#### EXERCISE DESCRIPTION:
Copy the result of filtering the entries below for lines that include the string "async".

#### RAW DATA:
....................

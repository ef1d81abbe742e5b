//! Device identifier token extraction.
//!
//! `oem get_identifier_token` answers with a few `INFO` lines; the token itself
//! is printed as hex on line [`IDENTIFIER_TOKEN_LINE`]. The token is
//! zero-extended to a fixed 64-byte identifier before signing.

use crate::constants::{IDENTIFIER_BYTES, IDENTIFIER_HEX_DIGITS, IDENTIFIER_TOKEN_LINE};
use crate::error::UnlockError;
use std::fmt;

/// 64-byte device identifier, ready to be signed.
#[derive(Debug, Clone, PartialEq, Eq)]
pub struct Identifier {
    bytes: [u8; IDENTIFIER_BYTES],
}

impl Identifier {
    /// Create an Identifier from raw bytes
    pub fn from_bytes(bytes: [u8; IDENTIFIER_BYTES]) -> Self {
        Self { bytes }
    }

    /// Get raw bytes
    pub fn as_bytes(&self) -> &[u8; IDENTIFIER_BYTES] {
        &self.bytes
    }

    /// Lowercase 128-digit hex form, as handed to the signer.
    pub fn to_hex(&self) -> String {
        hex::encode(self.bytes)
    }

    /// Extract the identifier from the full text of a token reply.
    pub fn from_response(text: &str) -> Result<Self, UnlockError> {
        normalize(text.split('\n'))
    }
}

impl fmt::Display for Identifier {
    fn fmt(&self, f: &mut fmt::Formatter<'_>) -> fmt::Result {
        write!(f, "{}", self.to_hex())
    }
}

/// Pick the token line out of a token reply and pad it to a full identifier.
///
/// Shorter tokens are right-padded with `'0'` digits; longer ones are rejected
/// rather than truncated.
pub fn normalize<'a, I>(lines: I) -> Result<Identifier, UnlockError>
where
    I: IntoIterator<Item = &'a str>,
{
    let line = lines.into_iter().nth(IDENTIFIER_TOKEN_LINE).ok_or_else(|| {
        UnlockError::MalformedResponse(format!(
            "identifier token reply has no line {}",
            IDENTIFIER_TOKEN_LINE + 1
        ))
    })?;
    let token = line.trim();

    if token.len() > IDENTIFIER_HEX_DIGITS {
        return Err(UnlockError::IdentifierOverflow {
            actual: token.len(),
            max: IDENTIFIER_HEX_DIGITS,
        });
    }
    if !token.bytes().all(|b| b.is_ascii_hexdigit()) {
        return Err(UnlockError::MalformedResponse(format!(
            "identifier token is not hex: {token:?}"
        )));
    }

    let padded = format!("{:0<width$}", token.to_ascii_lowercase(), width = IDENTIFIER_HEX_DIGITS);
    let mut bytes = [0u8; IDENTIFIER_BYTES];
    hex::decode_to_slice(&padded, &mut bytes)
        .map_err(|e| UnlockError::MalformedResponse(format!("identifier token: {e}")))?;

    Ok(Identifier { bytes })
}
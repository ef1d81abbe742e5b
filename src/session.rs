//! Bootloader unlock handshake.
//!
//! # Flow
//!
//! 1. `oem get_identifier_token`, token taken from the reply text
//! 2. Identifier signed with the caller's key
//! 3. `download:<size>` negotiated for the signature, device must answer
//!    `DATA` with the same size
//! 4. Signature sent as the raw download body, device must answer `OKAY`
//! 5. `flashing unlock_bootloader`, device answers `OKAY` or `FAIL<reason>`
//!
//! An [`UnlockSession`] covers exactly one attempt. It never retries; a failed
//! session ends in [`SessionState::Failed`] and a new one must be created to
//! try again.

use crate::constants::{CMD_DOWNLOAD_PREFIX, CMD_GET_IDENTIFIER_TOKEN, CMD_LOCK_BOOTLOADER, CMD_UNLOCK_BOOTLOADER};
use crate::error::UnlockError;
use crate::fastboot::{FastbootTransport, TransferProgress, read_reply, run_command};
use crate::identifier::{Identifier, normalize};
use crate::response::ProtocolResponse;
use crate::signer::{HexSigner, PayloadSigner};
use crate::transfer::encode_size;
use strum_macros::Display;
use tracing::{info, warn};

/// Progress of an unlock attempt. Only ever moves forward.
#[derive(Debug, Clone, Display)]
pub enum SessionState {
    #[strum(to_string = "idle")]
    Idle,
    #[strum(to_string = "token requested")]
    TokenRequested,
    #[strum(to_string = "token received")]
    TokenReceived,
    #[strum(to_string = "signed")]
    Signed,
    #[strum(to_string = "download negotiated")]
    DownloadNegotiated,
    #[strum(to_string = "payload sent")]
    PayloadSent,
    #[strum(to_string = "response confirmed")]
    ResponseConfirmed,
    #[strum(to_string = "unlock issued")]
    UnlockIssued,
    #[strum(to_string = "unlocked")]
    Unlocked,
    #[strum(to_string = "failed")]
    Failed(UnlockError),
}

impl SessionState {
    pub fn is_terminal(&self) -> bool {
        matches!(self, SessionState::Unlocked | SessionState::Failed(_))
    }

    /// The error that ended the session, if it failed.
    pub fn error(&self) -> Option<&UnlockError> {
        match self {
            SessionState::Failed(err) => Some(err),
            _ => None,
        }
    }
}

type ProgressObserver<'a> = Box<dyn FnMut(TransferProgress) + 'a>;

/// One unlock attempt against a connected device.
///
/// The session borrows the transport mutably for its whole lifetime, so no
/// other command can be interleaved with the handshake.
pub struct UnlockSession<'a, T: FastbootTransport> {
    transport: &'a mut T,
    state: SessionState,
    identifier: Option<Identifier>,
    progress: Option<ProgressObserver<'a>>,
}

impl<'a, T: FastbootTransport> UnlockSession<'a, T> {
    pub fn new(transport: &'a mut T) -> Self {
        Self {
            transport,
            state: SessionState::Idle,
            identifier: None,
            progress: None,
        }
    }

    /// Observe payload transfer progress.
    pub fn with_progress(mut self, observer: impl FnMut(TransferProgress) + 'a) -> Self {
        self.progress = Some(Box::new(observer));
        self
    }

    pub fn state(&self) -> &SessionState {
        &self.state
    }

    /// Identifier read from the device, once the token step has passed.
    pub fn identifier(&self) -> Option<&Identifier> {
        self.identifier.as_ref()
    }

    /// Run the handshake to completion.
    ///
    /// On failure the session is left in [`SessionState::Failed`] holding the
    /// same error that is returned.
    pub async fn unlock<S: HexSigner>(&mut self, signer: &PayloadSigner<S>, key: &S::Key) -> Result<(), UnlockError> {
        self.ensure_idle()?;
        let result = self.drive(signer, key).await;
        self.finish(result)
    }

    /// Like [`unlock`](Self::unlock), but gives up as soon as `abort`
    /// completes, e.g. on a disconnect notification or Ctrl+C.
    ///
    /// An aborted session ends in `Failed(Disconnected)`.
    pub async fn unlock_or_abort<S, F>(
        &mut self,
        signer: &PayloadSigner<S>,
        key: &S::Key,
        abort: F,
    ) -> Result<(), UnlockError>
    where
        S: HexSigner,
        F: Future<Output = ()>,
    {
        self.ensure_idle()?;
        let result = tokio::select! {
            result = self.drive(signer, key) => result,
            _ = abort => Err(UnlockError::Disconnected),
        };
        self.finish(result)
    }

    fn ensure_idle(&self) -> Result<(), UnlockError> {
        match self.state {
            SessionState::Idle => Ok(()),
            _ => Err(UnlockError::SessionReused),
        }
    }

    fn finish(&mut self, result: Result<(), UnlockError>) -> Result<(), UnlockError> {
        match result {
            Ok(()) => {
                self.state = SessionState::Unlocked;
                info!("Bootloader unlocked");
                Ok(())
            }
            Err(err) => {
                warn!(state = %self.state, error = %err, "Unlock failed");
                self.state = SessionState::Failed(err.clone());
                Err(err)
            }
        }
    }

    fn advance(&mut self, next: SessionState) {
        info!(from = %self.state, to = %next, "Unlock step");
        self.state = next;
    }

    async fn drive<S: HexSigner>(&mut self, signer: &PayloadSigner<S>, key: &S::Key) -> Result<(), UnlockError> {
        self.advance(SessionState::TokenRequested);
        let reply = run_command(&mut *self.transport, CMD_GET_IDENTIFIER_TOKEN).await?;
        let text = reply.into_okay().map_err(|err| match err {
            UnlockError::UnexpectedResponse(raw) => UnlockError::MalformedResponse(raw),
            other => other,
        })?;
        let identifier = normalize(text.split('\n'))?;
        info!(%identifier, "Identifier");
        self.identifier = Some(identifier.clone());
        self.advance(SessionState::TokenReceived);

        let signature = signer.sign(&identifier, key)?;
        self.advance(SessionState::Signed);

        let requested = signature.len() as u64;
        let size_header = encode_size(requested)?;
        let reply = run_command(&mut *self.transport, &format!("{CMD_DOWNLOAD_PREFIX}{size_header}")).await?;
        let offered = match reply.status.data_size() {
            Some(size) => size as u64,
            None => return Err(UnlockError::UnexpectedDownloadResponse(reply.status.to_raw())),
        };
        if offered != requested {
            return Err(UnlockError::SizeMismatch { requested, offered });
        }
        self.advance(SessionState::DownloadNegotiated);

        info!("Sending payload: {} bytes", signature.len());
        let mut noop = |_: TransferProgress| {};
        let observer: &mut dyn FnMut(TransferProgress) = match self.progress.as_mut() {
            Some(observer) => &mut **observer,
            None => &mut noop,
        };
        self.transport
            .send_raw_payload(signature.as_bytes(), observer)
            .await?;
        drop(signature);
        self.advance(SessionState::PayloadSent);

        info!("Payload sent, waiting for response...");
        read_reply(&mut *self.transport).await?.into_okay()?;
        self.advance(SessionState::ResponseConfirmed);

        let reply = run_command(&mut *self.transport, CMD_UNLOCK_BOOTLOADER).await?;
        self.advance(SessionState::UnlockIssued);
        reply.into_okay()?;
        Ok(())
    }
}

/// Relock the bootloader. Returns the device's reply text.
pub async fn lock_bootloader<T: FastbootTransport>(transport: &mut T) -> Result<String, UnlockError> {
    let reply = run_command(transport, CMD_LOCK_BOOTLOADER).await?;
    if let ProtocolResponse::Fail(message) = &reply.status {
        warn!(%message, "Lock rejected");
    }
    let text = reply.into_okay()?;
    info!("Bootloader locked");
    Ok(text)
}
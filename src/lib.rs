//! Signed-token bootloader unlock over fastboot.
//!
//! The handshake lives in [`session`]; [`device`] provides the USB transport
//! and [`signer`] the RSA primitive. Everything below the session is pure and
//! can be used on its own.

pub mod config;
pub mod constants;
pub mod device;
pub mod error;
pub mod fastboot;
pub mod identifier;
pub mod response;
pub mod session;
pub mod signer;
pub mod transfer;

pub use config::DeviceConfig;
pub use device::{FastbootDeviceInfo, UsbFastboot, list_fastboot_devices};
pub use error::{TransportError, UnlockError};
pub use fastboot::{CommandReply, FastbootTransport, TransferProgress};
pub use identifier::Identifier;
pub use response::ProtocolResponse;
pub use session::{SessionState, UnlockSession, lock_bootloader};
pub use signer::{HexSigner, PayloadSigner, RsaSha256Signer, Signature};
pub use transfer::{SizeHeader, encode_size};
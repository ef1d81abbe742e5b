//! Device selection and transfer settings.

use crate::constants::{FASTBOOT_CLASS, FASTBOOT_PROTOCOL, FASTBOOT_SUBCLASS, MAX_RESPONSE_LEN};
use std::time::Duration;

/// Default timeout for a command packet and each response packet. The unlock
/// reply only arrives after the user confirms on the device.
pub const DEFAULT_COMMAND_TIMEOUT: Duration = Duration::from_secs(60);

/// Default timeout for one raw payload chunk
pub const DEFAULT_TRANSFER_TIMEOUT: Duration = Duration::from_secs(30);

/// Default size of one raw payload write
pub const DEFAULT_CHUNK_SIZE: usize = 1024 * 1024;

/// How to find and talk to a fastboot device.
#[derive(Debug, Clone, PartialEq, Eq)]
pub struct DeviceConfig {
    /// Only match this vendor ID
    pub vendor_id: Option<u16>,
    /// Only match this product ID
    pub product_id: Option<u16>,
    /// Only match this serial number
    pub serial: Option<String>,
    /// Interface class/subclass/protocol identifying fastboot
    pub interface_class: (u8, u8, u8),
    pub command_timeout: Duration,
    pub transfer_timeout: Duration,
    /// Size of the buffer for one response packet
    pub response_len: usize,
    pub chunk_size: usize,
    /// Reset the device before claiming the interface
    pub reset_before_claim: bool,
}

impl Default for DeviceConfig {
    fn default() -> Self {
        Self {
            vendor_id: None,
            product_id: None,
            serial: None,
            interface_class: (FASTBOOT_CLASS, FASTBOOT_SUBCLASS, FASTBOOT_PROTOCOL),
            command_timeout: DEFAULT_COMMAND_TIMEOUT,
            transfer_timeout: DEFAULT_TRANSFER_TIMEOUT,
            response_len: MAX_RESPONSE_LEN,
            chunk_size: DEFAULT_CHUNK_SIZE,
            reset_before_claim: false,
        }
    }
}

impl DeviceConfig {
    pub fn with_serial(mut self, serial: impl Into<String>) -> Self {
        self.serial = Some(serial.into());
        self
    }

    pub fn with_ids(mut self, vendor_id: Option<u16>, product_id: Option<u16>) -> Self {
        self.vendor_id = vendor_id;
        self.product_id = product_id;
        self
    }

    pub fn with_reset(mut self) -> Self {
        self.reset_before_claim = true;
        self
    }

    /// Whether a device with these IDs and serial passes the filters.
    pub fn matches(&self, vendor_id: u16, product_id: u16, serial: Option<&str>) -> bool {
        self.vendor_id.is_none_or(|v| v == vendor_id)
            && self.product_id.is_none_or(|p| p == product_id)
            && self.serial.as_deref().is_none_or(|s| Some(s) == serial)
    }
}
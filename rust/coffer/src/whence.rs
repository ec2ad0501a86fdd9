use coffer_common::error::Error;

/// Origin of a seek request.
#[derive(Debug, Clone, Copy, PartialEq, Eq, Hash)]
pub enum Whence {
    /// Relative to the first byte of the range.
    Start,
    /// Relative to the current position (the capacity, once end-of-range was reached).
    Current,
    /// Relative to the last byte of the range: `(End, 0)` addresses `capacity - 1`.
    End,
}

/// Accepts the classic `0`/`1`/`2` origin selectors.
impl TryFrom<i32> for Whence {
    type Error = Error;

    fn try_from(value: i32) -> Result<Self, Self::Error> {
        match value {
            0 => Ok(Whence::Start),
            1 => Ok(Whence::Current),
            2 => Ok(Whence::End),
            _ => Err(Error::invalid_arg(
                "whence",
                format!("unrecognized seek origin {value}"),
            )),
        }
    }
}

impl std::fmt::Display for Whence {
    fn fmt(&self, f: &mut std::fmt::Formatter<'_>) -> std::fmt::Result {
        let name = match self {
            Whence::Start => "start",
            Whence::Current => "current",
            Whence::End => "end",
        };
        f.write_str(name)
    }
}
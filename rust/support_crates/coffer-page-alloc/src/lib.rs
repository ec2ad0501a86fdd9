pub mod page_region;

#[cfg_attr(target_os = "linux", path = "mmap_linux.rs")]
#[cfg_attr(not(target_os = "linux"), path = "mmap_fallback.rs")]
pub mod mmap;

pub use page_region::{PageKind, PageRegion};
//! Anonymous `mmap`-backed page allocation.
//!
//! Every function returns or expects the *capacity* of a mapping, i.e. the requested
//! size rounded up to the page size that was used to create it.

use std::ffi::c_void;
use std::sync::OnceLock;

/// Maps `size` bytes (rounded up to whole huge pages) with `MAP_HUGETLB`.
///
/// Succeeds only when the host has huge pages configured, e.g. through
/// `/proc/sys/vm/nr_hugepages` or `/proc/sys/vm/nr_overcommit_hugepages`.
/// The mapping is zero-filled, readable and writable.
///
/// The returned pointer must be unmapped with [`free_large_pages`] and the returned capacity.
pub fn allocate_large_pages(size: usize) -> std::io::Result<(*mut c_void, usize)> {
    map_anonymous(size, get_large_page_size(), libc::MAP_HUGETLB)
}

/// Unmaps a region returned by [`allocate_large_pages`].
///
/// # Safety
///
/// `ptr` and `capacity` must come from the same [`allocate_large_pages`] call, and the
/// region must not have been released already.
pub unsafe fn free_large_pages(ptr: *mut c_void, capacity: usize) -> std::io::Result<()> {
    unsafe { free(ptr, capacity) }
}

/// Huge pages on Linux are configured administratively; there is nothing to toggle
/// from inside the process.
pub fn try_enable_large_pages() -> std::io::Result<()> {
    Ok(())
}

/// Maps `size` bytes (rounded up to whole regular pages).
///
/// The mapping is zero-filled, readable and writable. The returned pointer must be
/// unmapped with [`free`] and the returned capacity.
pub fn allocate(size: usize) -> std::io::Result<(*mut c_void, usize)> {
    map_anonymous(size, get_page_size(), 0)
}

/// Unmaps a region returned by [`allocate`].
///
/// # Safety
///
/// `ptr` and `capacity` must come from the same [`allocate`] call, and the region must
/// not have been released already.
pub unsafe fn free(ptr: *mut c_void, capacity: usize) -> std::io::Result<()> {
    let res = unsafe { libc::munmap(ptr, capacity) };
    if res < 0 {
        return Err(std::io::Error::last_os_error());
    }
    Ok(())
}

/// Huge page size, read once from `/proc/meminfo` (2 MiB if unavailable).
pub fn get_large_page_size() -> usize {
    static SIZE: OnceLock<usize> = OnceLock::new();
    *SIZE.get_or_init(|| read_large_page_size().unwrap_or(2 * 1024 * 1024))
}

/// Regular page size, read once through `sysconf(_SC_PAGESIZE)` (4 KiB if unavailable).
pub fn get_page_size() -> usize {
    static SIZE: OnceLock<usize> = OnceLock::new();
    *SIZE.get_or_init(|| read_page_size().unwrap_or(4 * 1024))
}

fn map_anonymous(
    size: usize,
    page_size: usize,
    extra_flags: libc::c_int,
) -> std::io::Result<(*mut c_void, usize)> {
    assert!(page_size.is_power_of_two());
    let capacity = size
        .max(1)
        .checked_next_multiple_of(page_size)
        .ok_or_else(|| {
            std::io::Error::new(std::io::ErrorKind::OutOfMemory, "requested size overflows")
        })?;
    let ptr = unsafe {
        libc::mmap(
            std::ptr::null_mut(),
            capacity,
            libc::PROT_READ | libc::PROT_WRITE,
            libc::MAP_PRIVATE | libc::MAP_ANONYMOUS | extra_flags,
            -1,
            0,
        )
    };
    if ptr.is_null() || ptr == libc::MAP_FAILED {
        return Err(std::io::Error::last_os_error());
    }
    Ok((ptr, capacity))
}

/// Parses the `Hugepagesize:    2048 kB` line of `/proc/meminfo`.
fn read_large_page_size() -> std::io::Result<usize> {
    let meminfo = std::fs::read_to_string("/proc/meminfo")?;
    meminfo
        .lines()
        .find_map(|line| line.strip_prefix("Hugepagesize:"))
        .and_then(|rest| rest.split_whitespace().next())
        .and_then(|kb| kb.parse::<usize>().ok())
        .map(|kb| kb * 1024)
        .ok_or_else(|| std::io::Error::other("failed to read Hugepagesize"))
}

fn read_page_size() -> std::io::Result<usize> {
    let res = unsafe { libc::sysconf(libc::_SC_PAGESIZE) };
    if res <= 0 {
        return Err(std::io::Error::last_os_error());
    }
    Ok(res as usize)
}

....................

#### SOLUTION TO THE EXERCISE:
    pub async fn unlock<S: HexSigner>(&mut self, signer: &PayloadSigner<S>, key: &S::Key) -> Result<(), UnlockError> {
    pub async fn unlock_or_abort<S, F>(
    async fn drive<S: HexSigner>(&mut self, signer: &PayloadSigner<S>, key: &S::Key) -> Result<(), UnlockError> {
pub async fn lock_bootloader<T: FastbootTransport>(transport: &mut T) -> Result<String, UnlockError> {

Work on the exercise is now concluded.